1] He did not wear his scarlet coat,
2] For blood and wine are red,
3] And blood and wine were on his hands
4] When they found him with the dead,
5] The poor dead woman whom he loved,
6] And murdered in her bed.

7] He walked amongst the Trial Men
8] In a suit of shabby gray;
9] A cricket cap was on his head,
10] And his step seemed light and gay;
11] But I never saw a man who looked
12] So wistfully at the day.

13] I never saw a man who looked
14] With such a wistful eye
15] Upon that little tent of blue
16] Which prisoners call the sky,
17] And at every drifting cloud that went
18] With sails of silver by.

19] I walked, with other souls in pain,
20] Within another ring,
21] And was wondering if the man had done
22] A great or little thing,
23] When a voice behind me whispered low,
24] ‘That fellow’s got to swing’.

25] Dear Christ! the very prison walls
26] Suddenly seemed to reel,
27] And the sky above my head became
28] Like a casque of scorching steel;
29] And, though I was a soul in pain,
30] My pain I could not feel.

31] I only knew what hunted thought
32] Quickened his step, and why
33] He looked upon the garish day
34] With such a wistful eye;
35] The man had killed the thing he loved
36] And so he had to die.

37] Yet each man kills the thing he loves

38] By each let this be heard,

39] Some do it with a bitter look,

40] Some with a flattering word,

41] The coward does it with a kiss,

42] The brave man with a sword!

Although the condemned man and Wilde never met, the execution affected Wilde greatly. It is clear that Wilde sympathises with Wooldrige as he too was separated from his wife and sons. Wilde states that ‘each man kills the thing he loves’ showing his understanding for Wooldrige’s situation. However, Wilde did not know that Wooldrige actually killed his wife on the street, she was not ‘murdered in her bed’. This shows that they never actually spoke and Wilde was affected by what was happening to Wooldrige rather than what he had done.

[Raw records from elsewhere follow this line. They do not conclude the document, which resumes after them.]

//! Logging Module
//!
//! Provides structured logging utilities using the `tracing` crate.

use tracing::Level;
use tracing_subscriber::FmtSubscriber;

/// Logging configuration
#[derive(Debug, Clone)]
pub struct LogConfig {
    /// Minimum log level to display
    pub level: LogLevel,
    /// Whether to include target (module path)
    pub include_target: bool,
    /// Whether to use ANSI colors
    pub ansi_colors: bool,
}

impl Default for LogConfig {
    fn default() -> Self {
        Self {
            level: LogLevel::Info,
            include_target: false,
            ansi_colors: true,
        }
    }
}

impl LogConfig {
    /// Create a verbose logging config for debugging
    pub fn verbose() -> Self {
        Self {
            level: LogLevel::Debug,
            include_target: true,
            ansi_colors: true,
        }
    }

    /// Create a quiet logging config (errors only)
    pub fn quiet() -> Self {
        Self {
            level: LogLevel::Error,
            include_target: false,
            ansi_colors: true,
        }
    }
}

/// Log level enum
#[derive(Debug, Clone, Copy, PartialEq, Eq)]
pub enum LogLevel {
    Trace,
    Debug,
    Info,
    Warn,
    Error,
}

impl LogLevel {
    /// Convert to tracing Level
    pub fn to_tracing_level(&self) -> Level {
        match self {
            LogLevel::Trace => Level::TRACE,
            LogLevel::Debug => Level::DEBUG,
            LogLevel::Info => Level::INFO,
            LogLevel::Warn => Level::WARN,
            LogLevel::Error => Level::ERROR,
        }
    }
}

/// Initialize logging with the given configuration
///
/// Returns an error message if a global subscriber is already installed.
pub fn init_logging(config: &LogConfig) -> Result<(), String> {
    let subscriber = FmtSubscriber::builder()
        .with_max_level(config.level.to_tracing_level())
        .with_ansi(config.ansi_colors)
        .with_target(config.include_target)
        .compact()
        .finish();

    tracing::subscriber::set_global_default(subscriber)
        .map_err(|e| format!("Failed to initialize logging: {}", e))?;

    Ok(())
}

/// Initialize logging with default settings
pub fn init_default_logging() -> Result<(), String> {
    init_logging(&LogConfig::default())
}

#[cfg(test)]
mod tests {
    use super::*;

    #[test]
    fn test_log_level_conversion() {
        assert_eq!(LogLevel::Debug.to_tracing_level(), Level::DEBUG);
        assert_eq!(LogLevel::Error.to_tracing_level(), Level::ERROR);
    }

    #[test]
    fn test_verbose_config() {
        let config = LogConfig::verbose();
        assert_eq!(config.level, LogLevel::Debug);
        assert!(config.include_target);
    }
}
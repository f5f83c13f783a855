//! Training module for the incremental per-image loop
//!
//! This module provides:
//! - The trainer wrapping the model and the Adam optimizer
//! - The incremental orchestrator: one training step per source image
//! - The end-of-run report persisted beside the model artifact
//!
//! ## Incremental training
//!
//! The classifier is updated once per source image, on the batch of labeled
//! slices derived from that image alone. Training is monotonic and
//! append-only across images; there is no mechanism to undo a bad batch.

use serde::{Deserialize, Serialize};

pub mod incremental;
pub mod trainer;

// Re-export main types for convenience
pub use incremental::{
    run_incremental_training, IncrementalRunConfig, RunningTotals, TrainReport,
};
pub use trainer::{StepOutcome, Trainer};

/// Default passes over each per-image batch
pub const DEFAULT_EPOCHS_PER_IMAGE: usize = 2;

/// Default Adam learning rate
pub const DEFAULT_LEARNING_RATE: f64 = 1e-3;

/// Hyperparameters for the incremental loop
#[derive(Debug, Clone, Serialize, Deserialize)]
pub struct TrainingConfig {
    /// Passes over each per-image batch within one incremental step
    pub epochs_per_image: usize,
    /// Adam learning rate
    pub learning_rate: f64,
}

impl Default for TrainingConfig {
    fn default() -> Self {
        Self {
            epochs_per_image: DEFAULT_EPOCHS_PER_IMAGE,
            learning_rate: DEFAULT_LEARNING_RATE,
        }
    }
}

#[cfg(test)]
mod tests {
    use super::*;

    #[test]
    fn test_default_config() {
        let config = TrainingConfig::default();
        assert_eq!(config.epochs_per_image, 2);
        assert_eq!(config.learning_rate, 1e-3);
    }
}
//! Predictor
//!
//! Loads a trained model artifact and maps batches of normalized slice
//! tensors to per-slice digit predictions with confidences. The predicted
//! digit is the argmax of the class probabilities; the confidence is that
//! maximum probability.

use std::path::{Path, PathBuf};

use burn::module::Module;
use burn::record::CompactRecorder;
use burn::tensor::{backend::Backend, Tensor};
use serde::{Deserialize, Serialize};

use crate::model::artifact_file;
use crate::model::cnn::{DigitClassifier, DigitClassifierConfig};
use crate::utils::error::{DigitstripError, Result};

/// Prediction for a single digit cell
#[derive(Debug, Clone, Serialize, Deserialize)]
pub struct DigitPrediction {
    /// Slice index (geometric left-to-right order)
    pub index: usize,
    /// Predicted digit in `[0, 9]`
    pub digit: u8,
    /// Maximum class probability
    pub confidence: f32,
}

/// The reconstructed number for one source image
#[derive(Debug, Clone, Serialize, Deserialize)]
pub struct ReadingResult {
    /// Path to the input image
    pub image_path: PathBuf,
    /// Predicted digits concatenated in slice order
    pub number: String,
    /// Per-slice predictions for diagnostic display
    pub digits: Vec<DigitPrediction>,
}

impl ReadingResult {
    /// Pretty print the reading result
    pub fn display(&self) -> String {
        let mut output = String::new();

        output.push_str(&format!("Image: {:?}\n", self.image_path));
        for prediction in &self.digits {
            output.push_str(&format!(
                "  slice {}: {} ({:.1}%)\n",
                prediction.index,
                prediction.digit,
                prediction.confidence * 100.0
            ));
        }
        output.push_str(&format!("Number: {}\n", self.number));

        output
    }
}

/// Predictor wrapping a trained digit classifier
pub struct Predictor<B: Backend> {
    model: DigitClassifier<B>,
    device: B::Device,
}

impl<B: Backend> Predictor<B> {
    /// Load a predictor from a trained model artifact.
    ///
    /// Fails with [`DigitstripError::MissingSource`] when the artifact file
    /// does not exist, checked before anything else happens.
    pub fn from_artifact(path: &Path, device: B::Device) -> Result<Self> {
        let file = artifact_file(path);
        if !file.exists() {
            return Err(DigitstripError::MissingSource(file));
        }

        let recorder = CompactRecorder::new();
        let model = DigitClassifier::new(&DigitClassifierConfig::new(), &device)
            .load_file(path, &recorder, &device)
            .map_err(|e| DigitstripError::Model(format!("failed to load model: {:?}", e)))?;

        Ok(Self { model, device })
    }

    /// Wrap an in-memory model (testing, custom loading)
    pub fn from_model(model: DigitClassifier<B>, device: B::Device) -> Self {
        Self { model, device }
    }

    /// Predict digits for a batch of normalized slice tensors.
    ///
    /// Rows are returned in batch order, which for the reading pipeline is
    /// the geometric slice order.
    pub fn predict(&self, images: Tensor<B, 4>) -> Vec<DigitPrediction> {
        let probs = self.model.forward_softmax(images);

        let confidences = probs.clone().max_dim(1);
        let predictions = probs.argmax(1);

        let pred_vec: Vec<i64> = predictions.into_data().to_vec().unwrap();
        let conf_vec: Vec<f32> = confidences.into_data().to_vec().unwrap();

        pred_vec
            .into_iter()
            .zip(conf_vec)
            .enumerate()
            .map(|(index, (digit, confidence))| DigitPrediction {
                index,
                digit: digit as u8,
                confidence,
            })
            .collect()
    }

    /// Get the device
    pub fn device(&self) -> &B::Device {
        &self.device
    }
}
//! Backend selection for training and inference.
//!
//! The pipeline is CPU-sized (28x28 single-channel samples, per-image batches
//! of a handful of slices), so the default backend is NdArray. The `cuda`
//! feature switches to the CUDA backend for GPU execution.

use burn::backend::Autodiff;

#[cfg(feature = "cuda")]
pub type DefaultBackend = burn_cuda::Cuda;

#[cfg(not(feature = "cuda"))]
pub type DefaultBackend = burn::backend::NdArray;

/// The autodiff backend used for training.
pub type TrainingBackend = Autodiff<DefaultBackend>;

/// Get the default device for the selected backend.
pub fn default_device() -> <DefaultBackend as burn::tensor::backend::Backend>::Device {
    Default::default()
}

/// Get a human-readable name for the compiled backend.
pub fn backend_name() -> &'static str {
    #[cfg(feature = "cuda")]
    {
        "CUDA (GPU)"
    }
    #[cfg(not(feature = "cuda"))]
    {
        "NdArray (CPU)"
    }
}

There is a state of mutual empathy between all the inmates as the condemned man walks to his death, Wilde says he ‘walked, with other souls in pain’. Everyone is feeling the same pain as they about to witness this happen. Finally, the narrator creates a melancholic picture for the readers to be consumed in. Therefore the readers feel the same amount of sympathy that Wilde has for Wooldrige.


Wilde, Oscar. (1907). The ballad of Reading gaol. Portland, Me.: T.B. Mosher.